WHAT THE TASK REQUIRES >>
Here are some records; copy every line that holds the word "BindingScope".

INPUT DATA >>
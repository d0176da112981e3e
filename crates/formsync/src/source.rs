#![forbid(unsafe_code)]

//! Tracking an observable model source.
//!
//! A wrapper built with [`ModelWrapper::from_source`] follows an
//! `Observable<S>` that holds the domain object (usually `S = Option<M>`).
//! Whenever the source changes the wrapper replaces its model and, unless
//! disabled in [`WrapperConfig`], reloads every field. Manual
//! [`ModelWrapper::set`] calls never reload.
//!
//! After a commit the committed object is written back into the source
//! (again configurable). The write-back is an ordinary `set`, so an equal
//! value does not notify anyone.
//!
//! The subscription is owned by the wrapper and ends when the last wrapper
//! handle is dropped.

use std::rc::Rc;

use tracing::debug;

use crate::config::WrapperConfig;
use crate::reactive::{Observable, Subscription};
use crate::wrapper::ModelWrapper;

pub(crate) struct SourceLink<M> {
    _subscription: Subscription,
    write_back: Rc<dyn Fn(M)>,
}

impl<M> SourceLink<M> {
    pub(crate) fn write_back(&self) -> Rc<dyn Fn(M)> {
        Rc::clone(&self.write_back)
    }
}

impl<M: Clone + 'static> ModelWrapper<M> {
    /// Wrapper that follows `source` with the default configuration.
    #[must_use]
    pub fn from_source<S>(source: &Observable<S>) -> Self
    where
        S: Clone + PartialEq + Into<Option<M>> + From<M> + 'static,
    {
        Self::from_source_with_config(source, WrapperConfig::default())
    }

    #[must_use]
    pub fn from_source_with_config<S>(source: &Observable<S>, config: WrapperConfig) -> Self
    where
        S: Clone + PartialEq + Into<Option<M>> + From<M> + 'static,
    {
        let wrapper = Self::with_config(source.get().into(), config);

        let weak = Rc::downgrade(wrapper.inner());
        let subscription = source.subscribe(move |value: &S| {
            let Some(inner) = weak.upgrade() else {
                return;
            };
            debug!(wrapper = inner.label(), "model source changed");
            inner.source_changed(value.clone().into());
        });

        let target = source.clone();
        let write_back: Rc<dyn Fn(M)> = Rc::new(move |model: M| {
            target.set(S::from(model));
        });

        wrapper.attach_source(SourceLink {
            _subscription: subscription,
            write_back,
        });
        wrapper
    }
}
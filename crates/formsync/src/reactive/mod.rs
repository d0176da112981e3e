#![forbid(unsafe_code)]

//! Observable cells for staged field editing.
//!
//! - [`Observable`]: a shared, version-tracked value with change notification.
//! - [`Subscription`]: RAII guard that unsubscribes on drop.
//! - [`Mirror`]: one-way forwarding between two cells.
//! - [`TwoWayBinding`]: bidirectional sync with a re-entrancy guard.
//! - [`BindingScope`]: owner of a group of subscriptions.
//!
//! # Architecture
//!
//! Everything here is single-threaded: `Observable<T>` uses
//! `Rc<RefCell<..>>` and callbacks are `Fn`, not `Send`. Subscribers are
//! stored as `Weak` callbacks and pruned lazily during notification.

pub mod binding;
pub mod observable;

pub use binding::{BindingScope, Mirror, TwoWayBinding};
pub use observable::{Observable, Subscription};
#![no_main]

use arbitrary::Arbitrary;
use formsync::reactive::Observable;
use formsync::ModelWrapper;
use libfuzzer_sys::fuzz_target;

#[derive(Arbitrary, Clone, Debug, Default, PartialEq)]
struct Person {
    name: String,
    age: u16,
    tags: Vec<u8>,
}

#[derive(Arbitrary, Debug)]
enum Op {
    SetName(String),
    SetAge(u16),
    PushTag(u8),
    RemoveTag(u8),
    Commit,
    Reload,
    Reset,
    AdoptDefaults,
    Swap(Option<Person>),
    SetManually(Option<Person>),
}

fuzz_target!(|input: (Option<Person>, Vec<Op>)| {
    let (initial, ops) = input;
    let source = Observable::new(initial);
    let wrapper: ModelWrapper<Person> = ModelWrapper::from_source(&source);
    let Ok(name) = wrapper
        .field(|p: &Person| p.name.clone(), |p: &mut Person, v| p.name = v)
        .key("name")
        .build()
    else {
        return;
    };
    let Ok(age) = wrapper
        .immutable_field(|p: &Person| p.age, |p: &Person, age| Person { age, ..p.clone() })
        .key("age")
        .default_value(18)
        .build()
    else {
        return;
    };
    let Ok(tags) = wrapper
        .field(|p: &Person| p.tags.clone(), |p: &mut Person, v| p.tags = v)
        .key("tags")
        .build_list()
    else {
        return;
    };

    for op in ops.into_iter().take(256) {
        match op {
            Op::SetName(value) => name.set_value(value),
            Op::SetAge(value) => age.set_value(value),
            Op::PushTag(tag) => tags.push(tag),
            Op::RemoveTag(tag) => {
                tags.remove_item(&tag);
            }
            Op::Commit => {
                wrapper.commit();
                if wrapper.has_model() {
                    assert!(!wrapper.is_dirty());
                    assert!(!wrapper.is_different());
                    assert_eq!(source.get(), wrapper.get());
                }
            }
            Op::Reload => {
                wrapper.reload();
                if let Some(model) = wrapper.get() {
                    assert_eq!(name.value(), model.name);
                    assert_eq!(age.value(), model.age);
                    assert_eq!(tags.value(), model.tags);
                    assert!(!wrapper.is_dirty());
                }
            }
            Op::Reset => {
                wrapper.reset();
                assert_eq!(name.value(), name.default_value());
                assert_eq!(age.value(), age.default_value());
                assert_eq!(tags.value(), tags.default_value());
            }
            Op::AdoptDefaults => wrapper.use_current_values_as_defaults(),
            Op::Swap(next) => {
                let bound = next.clone();
                if source.set(next) {
                    if let Some(model) = bound {
                        assert_eq!(name.value(), model.name);
                        assert!(!wrapper.is_different());
                    }
                }
            }
            Op::SetManually(next) => wrapper.set(next),
        }
        assert_eq!(wrapper.field_count(), 3);
        if !wrapper.has_model() {
            assert!(!wrapper.is_different());
        }
    }
});
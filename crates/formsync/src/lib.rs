#![forbid(unsafe_code)]

//! Staged field editing over domain objects.
//!
//! This crate provides:
//! - [`ModelWrapper`] for editing a whole domain object through staged
//!   fields, with bulk commit, reload and reset
//! - [`Field`] and [`ListField`] accessors that proxy one property each
//! - [`reactive`] observable cells the accessors are built on
//!
//! ```
//! use formsync::ModelWrapper;
//!
//! #[derive(Clone, Default)]
//! struct Person {
//!     name: String,
//! }
//!
//! let wrapper = ModelWrapper::with_model(Person { name: "horst".into() });
//! let name = wrapper
//!     .field(|p: &Person| p.name.clone(), |p: &mut Person, v| p.name = v)
//!     .build()?;
//!
//! name.set_value("hugo".into());
//! assert!(wrapper.is_dirty());
//! assert_eq!(wrapper.get().map(|p| p.name).as_deref(), Some("horst"));
//!
//! wrapper.commit();
//! assert_eq!(wrapper.get().map(|p| p.name).as_deref(), Some("hugo"));
//! # Ok::<(), formsync::WrapperError>(())
//! ```

pub mod config;
pub mod error;
pub mod field;
pub mod list_field;
pub mod reactive;
pub mod source;
pub mod wrapper;

pub use config::WrapperConfig;
pub use error::{Result, WrapperError};
pub use field::Field;
pub use list_field::ListField;
pub use reactive::{Observable, Subscription, TwoWayBinding};
pub use wrapper::{FieldBuilder, ModelWrapper};
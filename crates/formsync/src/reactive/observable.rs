#![forbid(unsafe_code)]

//! Shared, version-tracked value cells with change notification.
//!
//! # Design
//!
//! [`Observable<T>`] stores its value, a version counter, an optional name and
//! the subscriber list behind one `Rc<RefCell<..>>`. Cloning an `Observable`
//! creates another handle to the **same** cell.
//!
//! Subscribers are held as `Weak` callbacks; the strong reference lives in the
//! [`Subscription`] guard returned by [`Observable::subscribe`]. Dead entries
//! are pruned lazily during notification.
//!
//! # Invariants
//!
//! 1. `version` increments exactly once per mutation that changes the value.
//! 2. Setting a value equal to the current value is a no-op.
//! 3. Subscribers are notified in registration order.
//! 4. No internal borrow is held while callbacks run, so a callback may read
//!    or write the observable that notified it.
//!
//! # Failure Modes
//!
//! - **Callback panics**: the value has already been stored and the version
//!   bumped; later subscribers in the same cycle are skipped.
//! - **Borrow inside `with`**: calling `set` on the same observable from inside
//!   a [`with`](Observable::with) closure panics (re-entrant `RefCell` borrow).

use std::any::Any;
use std::cell::RefCell;
use std::fmt;
use std::rc::{Rc, Weak};

type Callback<T> = dyn Fn(&T);

struct ObservableInner<T> {
    value: T,
    version: u64,
    name: Option<Rc<str>>,
    subscribers: Vec<Weak<Callback<T>>>,
}

/// A shared value cell that notifies subscribers when its value changes.
pub struct Observable<T> {
    inner: Rc<RefCell<ObservableInner<T>>>,
}

impl<T> Clone for Observable<T> {
    fn clone(&self) -> Self {
        Self {
            inner: Rc::clone(&self.inner),
        }
    }
}

impl<T: fmt::Debug> fmt::Debug for Observable<T> {
    fn fmt(&self, f: &mut fmt::Formatter<'_>) -> fmt::Result {
        let inner = self.inner.borrow();
        f.debug_struct("Observable")
            .field("name", &inner.name)
            .field("value", &inner.value)
            .field("version", &inner.version)
            .finish()
    }
}

impl<T: Default + Clone + PartialEq + 'static> Default for Observable<T> {
    fn default() -> Self {
        Self::new(T::default())
    }
}

impl<T: Clone + PartialEq + 'static> Observable<T> {
    /// Create an unnamed observable holding `value`.
    #[must_use]
    pub fn new(value: T) -> Self {
        Self::with_name(None, value)
    }

    /// Create an observable carrying a display name.
    #[must_use]
    pub fn named(name: impl Into<String>, value: T) -> Self {
        let name: String = name.into();
        Self::with_name(Some(Rc::from(name)), value)
    }

    fn with_name(name: Option<Rc<str>>, value: T) -> Self {
        Self {
            inner: Rc::new(RefCell::new(ObservableInner {
                value,
                version: 0,
                name,
                subscribers: Vec::new(),
            })),
        }
    }

    /// Clone of the current value.
    #[must_use]
    pub fn get(&self) -> T {
        self.inner.borrow().value.clone()
    }

    /// Access the current value by reference.
    pub fn with<R>(&self, f: impl FnOnce(&T) -> R) -> R {
        f(&self.inner.borrow().value)
    }

    /// Replace the value. Returns `true` if the value changed.
    pub fn set(&self, value: T) -> bool {
        {
            let mut inner = self.inner.borrow_mut();
            if inner.value == value {
                return false;
            }
            inner.value = value;
            inner.version += 1;
        }
        self.notify();
        true
    }

    /// Mutate the value in place. Subscribers are notified only if the value
    /// differs from what it was before `f` ran.
    pub fn update(&self, f: impl FnOnce(&mut T)) -> bool {
        {
            let mut inner = self.inner.borrow_mut();
            let before = inner.value.clone();
            f(&mut inner.value);
            if inner.value == before {
                return false;
            }
            inner.version += 1;
        }
        self.notify();
        true
    }

    /// Register a change callback. The callback stays registered for as long
    /// as the returned [`Subscription`] is alive.
    #[must_use = "dropping the subscription immediately unsubscribes"]
    pub fn subscribe(&self, callback: impl Fn(&T) + 'static) -> Subscription {
        let strong: Rc<Callback<T>> = Rc::new(callback);
        self.inner
            .borrow_mut()
            .subscribers
            .push(Rc::downgrade(&strong));
        Subscription {
            _callback: Box::new(strong),
        }
    }

    fn notify(&self) {
        let (value, callbacks) = {
            let mut inner = self.inner.borrow_mut();
            inner.subscribers.retain(|weak| weak.strong_count() > 0);
            let callbacks: Vec<Rc<Callback<T>>> =
                inner.subscribers.iter().filter_map(Weak::upgrade).collect();
            (inner.value.clone(), callbacks)
        };
        for callback in callbacks {
            callback(&value);
        }
    }
}

impl<T> Observable<T> {
    /// Number of successful value changes so far.
    #[must_use]
    pub fn version(&self) -> u64 {
        self.inner.borrow().version
    }

    /// Name given at construction, if any.
    #[must_use]
    pub fn name(&self) -> Option<String> {
        self.inner.borrow().name.as_deref().map(str::to_owned)
    }

    /// Number of live subscriptions.
    #[must_use]
    pub fn subscriber_count(&self) -> usize {
        self.inner
            .borrow()
            .subscribers
            .iter()
            .filter(|weak| weak.strong_count() > 0)
            .count()
    }

    /// Whether two handles point at the same cell.
    #[must_use]
    pub fn ptr_eq(a: &Self, b: &Self) -> bool {
        Rc::ptr_eq(&a.inner, &b.inner)
    }
}

/// RAII guard for an [`Observable`] callback. Dropping it unsubscribes.
pub struct Subscription {
    _callback: Box<dyn Any>,
}

impl fmt::Debug for Subscription {
    fn fmt(&self, f: &mut fmt::Formatter<'_>) -> fmt::Result {
        f.debug_struct("Subscription").finish_non_exhaustive()
    }
}

#[cfg(test)]
mod tests {
    use super::*;
    use std::cell::Cell;

    #[test]
    fn set_bumps_version_and_notifies() {
        let obs = Observable::new(1);
        let seen = Rc::new(Cell::new(0));
        let s = Rc::clone(&seen);
        let _sub = obs.subscribe(move |v| s.set(*v));

        assert!(obs.set(5));
        assert_eq!(obs.get(), 5);
        assert_eq!(obs.version(), 1);
        assert_eq!(seen.get(), 5);
    }

    #[test]
    fn equal_set_is_noop() {
        let obs = Observable::new(7);
        let calls = Rc::new(Cell::new(0));
        let c = Rc::clone(&calls);
        let _sub = obs.subscribe(move |_| c.set(c.get() + 1));

        assert!(!obs.set(7));
        assert_eq!(obs.version(), 0);
        assert_eq!(calls.get(), 0);
    }

    #[test]
    fn update_notifies_only_on_change() {
        let obs = Observable::new(vec!["a".to_string()]);
        let calls = Rc::new(Cell::new(0));
        let c = Rc::clone(&calls);
        let _sub = obs.subscribe(move |_| c.set(c.get() + 1));

        assert!(obs.update(|v| v.push("b".into())));
        assert!(!obs.update(|v| v.retain(|_| true)));
        assert_eq!(calls.get(), 1);
        assert_eq!(obs.get(), vec!["a".to_string(), "b".to_string()]);
    }

    #[test]
    fn dropping_subscription_detaches() {
        let obs = Observable::new(0);
        let seen = Rc::new(Cell::new(0));
        let s = Rc::clone(&seen);
        let sub = obs.subscribe(move |v| s.set(*v));
        assert_eq!(obs.subscriber_count(), 1);

        drop(sub);
        obs.set(3);
        assert_eq!(seen.get(), 0);
        assert_eq!(obs.subscriber_count(), 0);
    }

    #[test]
    fn subscribers_run_in_registration_order() {
        let obs = Observable::new(0);
        let log = Rc::new(RefCell::new(Vec::new()));
        let l1 = Rc::clone(&log);
        let l2 = Rc::clone(&log);
        let _a = obs.subscribe(move |_| l1.borrow_mut().push("first"));
        let _b = obs.subscribe(move |_| l2.borrow_mut().push("second"));

        obs.set(1);
        assert_eq!(*log.borrow(), vec!["first", "second"]);
    }

    #[test]
    fn callback_may_write_back() {
        let obs = Observable::new(0);
        let handle = obs.clone();
        // Clamp to 10.
        let _sub = obs.subscribe(move |v| {
            if *v > 10 {
                handle.set(10);
            }
        });

        obs.set(42);
        assert_eq!(obs.get(), 10);
    }

    #[test]
    fn name_and_identity() {
        let a = Observable::named("age", 32);
        let b = a.clone();
        let c = Observable::new(32);

        assert_eq!(a.name().as_deref(), Some("age"));
        assert_eq!(c.name(), None);
        assert!(Observable::ptr_eq(&a, &b));
        assert!(!Observable::ptr_eq(&a, &c));
    }

    #[test]
    fn debug_format() {
        let obs = Observable::named("n", 42);
        let dbg = format!("{obs:?}");
        assert!(dbg.contains("Observable"));
        assert!(dbg.contains("42"));
    }
}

RESPONSE >>
//! - [`BindingScope`]: owner of a group of subscriptions.
pub use binding::{BindingScope, Mirror, TwoWayBinding};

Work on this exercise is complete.